Content sources are updated and/or expanded on occasion, possibly periodically, possibly as frequently as daily. In some such applications as those described above, content sources are assumed, by both system architects and by system users, to reflect trends and interests in popular culture. However, known recognition systems are limited to recognition of only those phrases that are listed in grammar. Nonetheless, it is desirable to make content sources searchable by names of artists, popular topics, personalities, etc. Yet known ASR systems recognize only those elements that are listed in grammar.

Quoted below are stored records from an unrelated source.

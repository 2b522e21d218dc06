//! Validation of client-reported manifests.
//!
//! Local manifests and commit entries arrive from devices and are untrusted;
//! they are checked here before reaching the diff engine or the server
//! manifest.

use std::collections::HashSet;
use std::sync::LazyLock;

use regex::Regex;
use thiserror::Error;

use crate::clock::VectorClock;
use crate::commit::CommitEntry;
use crate::models::{LocalFile, RemoteFile};

const MAX_TOKEN_LEN: usize = 128;

static TOKEN_PATTERN: LazyLock<Regex> =
    LazyLock::new(|| Regex::new(r"^[A-Za-z0-9._:+/=-]+$").expect("Invalid regex"));

// Identifiers end up inside object-storage keys, so no separators
static IDENTIFIER_PATTERN: LazyLock<Regex> =
    LazyLock::new(|| Regex::new(r"^[A-Za-z0-9][A-Za-z0-9._-]{0,127}$").expect("Invalid regex"));

#[derive(Debug, Clone, PartialEq, Eq, Error)]
pub enum ManifestError {
    #[error("file id must not be empty")]
    EmptyFileId,
    #[error("invalid {kind}: {value:?}")]
    InvalidIdentifier { kind: &'static str, value: String },
    #[error("duplicate file id: {0}")]
    DuplicateFileId(String),
    #[error("invalid path for file {file_id}: {reason}")]
    InvalidPath { file_id: String, reason: &'static str },
    #[error("invalid content hash for file {0}")]
    InvalidContentHash(String),
    #[error("invalid device id in vector clock of file {0}")]
    InvalidDeviceId(String),
}

/// Validate a device's local manifest.
pub fn validate_local_manifest(files: &[LocalFile]) -> Result<(), ManifestError> {
    let mut seen = HashSet::with_capacity(files.len());
    for file in files {
        validate_record(
            &mut seen,
            file.file_id(),
            file.path(),
            file.content_hash(),
            file.vector_clock(),
        )?;
    }
    Ok(())
}

/// Validate the entries of a commit before they become server records.
///
/// Live entries must carry a content hash; tombstones may leave it empty.
pub fn validate_commit_entries(entries: &[CommitEntry]) -> Result<(), ManifestError> {
    let mut seen = HashSet::with_capacity(entries.len());
    for entry in entries {
        let hash = Some(entry.content_hash.as_str()).filter(|hash| !hash.is_empty());
        if hash.is_none() && !entry.is_deleted {
            return Err(ManifestError::InvalidContentHash(entry.file_id.clone()));
        }
        validate_record(&mut seen, &entry.file_id, &entry.path, hash, &entry.vector_clock)?;
    }
    Ok(())
}

fn validate_record<'a>(
    seen: &mut HashSet<&'a str>,
    file_id: &'a str,
    path: &str,
    content_hash: Option<&str>,
    vector_clock: &VectorClock,
) -> Result<(), ManifestError> {
    if file_id.trim().is_empty() {
        return Err(ManifestError::EmptyFileId);
    }
    validate_identifier("file id", file_id)?;
    if !seen.insert(file_id) {
        return Err(ManifestError::DuplicateFileId(file_id.to_string()));
    }

    validate_path(file_id, path)?;

    if let Some(hash) = content_hash {
        if !is_valid_token(hash) {
            return Err(ManifestError::InvalidContentHash(file_id.to_string()));
        }
    }
    if !clock_devices_valid(vector_clock) {
        return Err(ManifestError::InvalidDeviceId(file_id.to_string()));
    }
    Ok(())
}

/// Check a vault, device, or file identifier before it is used in a storage key.
pub fn validate_identifier(kind: &'static str, value: &str) -> Result<(), ManifestError> {
    if IDENTIFIER_PATTERN.is_match(value) {
        Ok(())
    } else {
        Err(ManifestError::InvalidIdentifier {
            kind,
            value: value.to_string(),
        })
    }
}

/// Parse a local manifest JSON array and validate it.
pub fn parse_local_manifest(json: &str) -> crate::Result<Vec<LocalFile>> {
    let files: Vec<LocalFile> = serde_json::from_str(json)?;
    validate_local_manifest(&files)?;
    Ok(files)
}

/// Parse a server manifest JSON array. Server records are trusted as stored.
pub fn parse_remote_manifest(json: &str) -> crate::Result<Vec<RemoteFile>> {
    Ok(serde_json::from_str(json)?)
}

fn validate_path(file_id: &str, path: &str) -> Result<(), ManifestError> {
    let invalid = |reason| ManifestError::InvalidPath {
        file_id: file_id.to_string(),
        reason,
    };

    if path.trim().is_empty() {
        return Err(invalid("path must not be empty"));
    }
    if path.starts_with('/') {
        return Err(invalid("path must be vault-relative"));
    }
    if path.contains('\\') {
        return Err(invalid("path must use forward slashes"));
    }
    if path.split('/').any(|segment| segment == "..") {
        return Err(invalid("path must not contain traversal segments"));
    }
    Ok(())
}

fn clock_devices_valid(clock: &VectorClock) -> bool {
    clock.devices().all(is_valid_token)
}

fn is_valid_token(value: &str) -> bool {
    value.len() <= MAX_TOKEN_LEN && TOKEN_PATTERN.is_match(value)
}

#[cfg(test)]
mod tests {
    use super::*;
    use crate::models::{DeletedFile, PresentFile};

    fn file(id: &str, path: &str, hash: &str) -> LocalFile {
        LocalFile::Present(PresentFile {
            file_id: id.to_string(),
            path: path.to_string(),
            title: String::new(),
            size: 1,
            content_hash: hash.to_string(),
            vector_clock: [("laptop-1", 1)].into_iter().collect(),
        })
    }

    #[test]
    fn accepts_well_formed_manifest() {
        let tombstone = LocalFile::Deleted(DeletedFile {
            file_id: "f3".to_string(),
            path: "old.md".to_string(),
            vector_clock: VectorClock::new(),
        });
        let files = vec![
            file("f1", "notes/a.md", "sha256:abc123"),
            file("f2", "b c.md", "9f86d081884c7d65"),
            tombstone,
        ];
        assert_eq!(validate_local_manifest(&files), Ok(()));
    }

    #[test]
    fn parse_local_manifest_validates() {
        let json = r#"[
            {"fileId":"f1","path":"a.md","size":1,"contentHash":"h1","vectorClock":{}},
            {"fileId":"f1","path":"b.md","size":1,"contentHash":"h2","vectorClock":{}}
        ]"#;
        assert!(matches!(
            parse_local_manifest(json),
            Err(crate::Error::Manifest(ManifestError::DuplicateFileId(_)))
        ));
        assert!(matches!(
            parse_local_manifest("{"),
            Err(crate::Error::Serialization(_))
        ));
    }

    #[test]
    fn parse_remote_manifest_keeps_tombstones() {
        let files = parse_remote_manifest(
            r#"[{"id":"f1","path":"a.md","size":2,"contentHash":"h","isDeleted":true}]"#,
        )
        .unwrap();
        assert!(files[0].is_deleted);
    }

    #[test]
    fn rejects_duplicate_ids() {
        let files = vec![file("f1", "a.md", "h"), file("f1", "b.md", "h")];
        assert_eq!(
            validate_local_manifest(&files),
            Err(ManifestError::DuplicateFileId("f1".to_string()))
        );
    }

    #[test]
    fn rejects_empty_id() {
        assert_eq!(
            validate_local_manifest(&[file(" ", "a.md", "h")]),
            Err(ManifestError::EmptyFileId)
        );
    }

    #[test]
    fn rejects_unsafe_paths() {
        for path in ["", "/etc/passwd", "a/../../b.md", "dir\\a.md"] {
            assert!(matches!(
                validate_local_manifest(&[file("f1", path, "h")]),
                Err(ManifestError::InvalidPath { .. })
            ));
        }
    }

    #[test]
    fn identifiers_cannot_escape_storage_keys() {
        assert!(validate_identifier("vault id", "vault-1").is_ok());
        assert!(validate_identifier("file id", "0193e5b2-7c1f-7a4e-9d2b-5c3f1e2a9b7d").is_ok());
        for bad in ["", "..", "a/b", ".hidden", "with space"] {
            assert!(validate_identifier("file id", bad).is_err(), "{bad} accepted");
        }
        assert!(matches!(
            validate_local_manifest(&[file("../f1", "a.md", "h")]),
            Err(ManifestError::InvalidIdentifier { kind: "file id", .. })
        ));
    }

    #[test]
    fn dotted_names_are_not_traversal() {
        assert!(validate_local_manifest(&[file("f1", "a/..b/c...md", "h")]).is_ok());
    }

    #[test]
    fn rejects_malformed_hash() {
        assert_eq!(
            validate_local_manifest(&[file("f1", "a.md", "bad hash")]),
            Err(ManifestError::InvalidContentHash("f1".to_string()))
        );
        let long = "a".repeat(MAX_TOKEN_LEN + 1);
        assert!(validate_local_manifest(&[file("f1", "a.md", &long)]).is_err());
    }

    fn entry(id: &str, path: &str, hash: &str) -> CommitEntry {
        CommitEntry {
            file_id: id.to_string(),
            path: path.to_string(),
            title: String::new(),
            size: 1,
            content_hash: hash.to_string(),
            vector_clock: [("laptop-1", 1)].into_iter().collect(),
            is_deleted: false,
            expected_hash: None,
        }
    }

    #[test]
    fn commit_entries_follow_manifest_path_rules() {
        let mut tombstone = entry("f2", "old.md", "");
        tombstone.is_deleted = true;
        assert_eq!(
            validate_commit_entries(&[entry("f1", "notes/a.md", "h1"), tombstone]),
            Ok(())
        );

        for path in ["../../etc/evil.md", "/abs.md", "a\\b.md", " "] {
            assert!(matches!(
                validate_commit_entries(&[entry("f1", path, "h1")]),
                Err(ManifestError::InvalidPath { .. })
            ));
        }
    }

    #[test]
    fn live_commit_entry_needs_hash() {
        assert_eq!(
            validate_commit_entries(&[entry("f1", "a.md", "")]),
            Err(ManifestError::InvalidContentHash("f1".to_string()))
        );
        assert_eq!(
            validate_commit_entries(&[entry("f1", "a.md", "bad hash")]),
            Err(ManifestError::InvalidContentHash("f1".to_string()))
        );
        assert_eq!(
            validate_commit_entries(&[entry("f1", "a.md", "h"), entry("f1", "b.md", "h")]),
            Err(ManifestError::DuplicateFileId("f1".to_string()))
        );
    }

    #[test]
    fn rejects_malformed_device_id() {
        let LocalFile::Present(mut present) = file("f1", "a.md", "h") else {
            unreachable!();
        };
        present.vector_clock.increment("bad device");
        assert_eq!(
            validate_local_manifest(&[LocalFile::Present(present)]),
            Err(ManifestError::InvalidDeviceId("f1".to_string()))
        );
    }
}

It would be desirable to identify names, personalities, titles, and topics that are present in a repository, and place them into a grammar. It would also be desirable to identify names, personalities, titles, and topics that are not present in the repository, and place them into a grammar; for in this way, such names, personalities, titles and topics may at least be recognized by the ASR system, which can then report that no suitable content is present in the repository.

SUMMARY OF THE INVENTION

The presently preferred embodiment of the invention provides a method and apparatus to identify names, personalities, titles, and topics that are present in a repository. A further embodiment of the invention provides a method and apparatus to identify names, personalities, titles, and topics that are not present in the repository. A key aspect of the invention uses information from external data sources, notably non-speech, text-based searches, to expand the search terms. The expansion takes place in two forms: (1) finding plausible linguistic variants of existing search terms that are already comprehended in the repository, but that are under slightly different names; and (2) expanding the existing search term list with items that should be there by virtue of their currency in popular culture, but which for whatever reason have not yet been reflected with content items in the repository.

BRIEF DESCRIPTION OF THE DRAWINGS

FIG. 1 is a block schematic diagram showing search term generation flow according to the invention.

DETAILED DESCRIPTION OF THE INVENTION

The presently preferred embodiment of the invention provides a method and apparatus to identify names, personalities, titles, and topics that are present in a repository. A further embodiment of the invention provides a method and apparatus to identify names, personalities, titles, and topics that are not present in the repository. A key aspect of the invention uses information from external data sources, notably non-speech, text-based searches, to expand the search terms entered. The expansion takes place in two forms: (1) finding plausible linguistic variants of existing search terms that are already comprehended in the repository, but that are present under slightly different names; and (2) expanding the existing search term list with items that should be there by virtue of their currency in popular culture, but which for whatever reason have not yet been reflected with content items in the repository.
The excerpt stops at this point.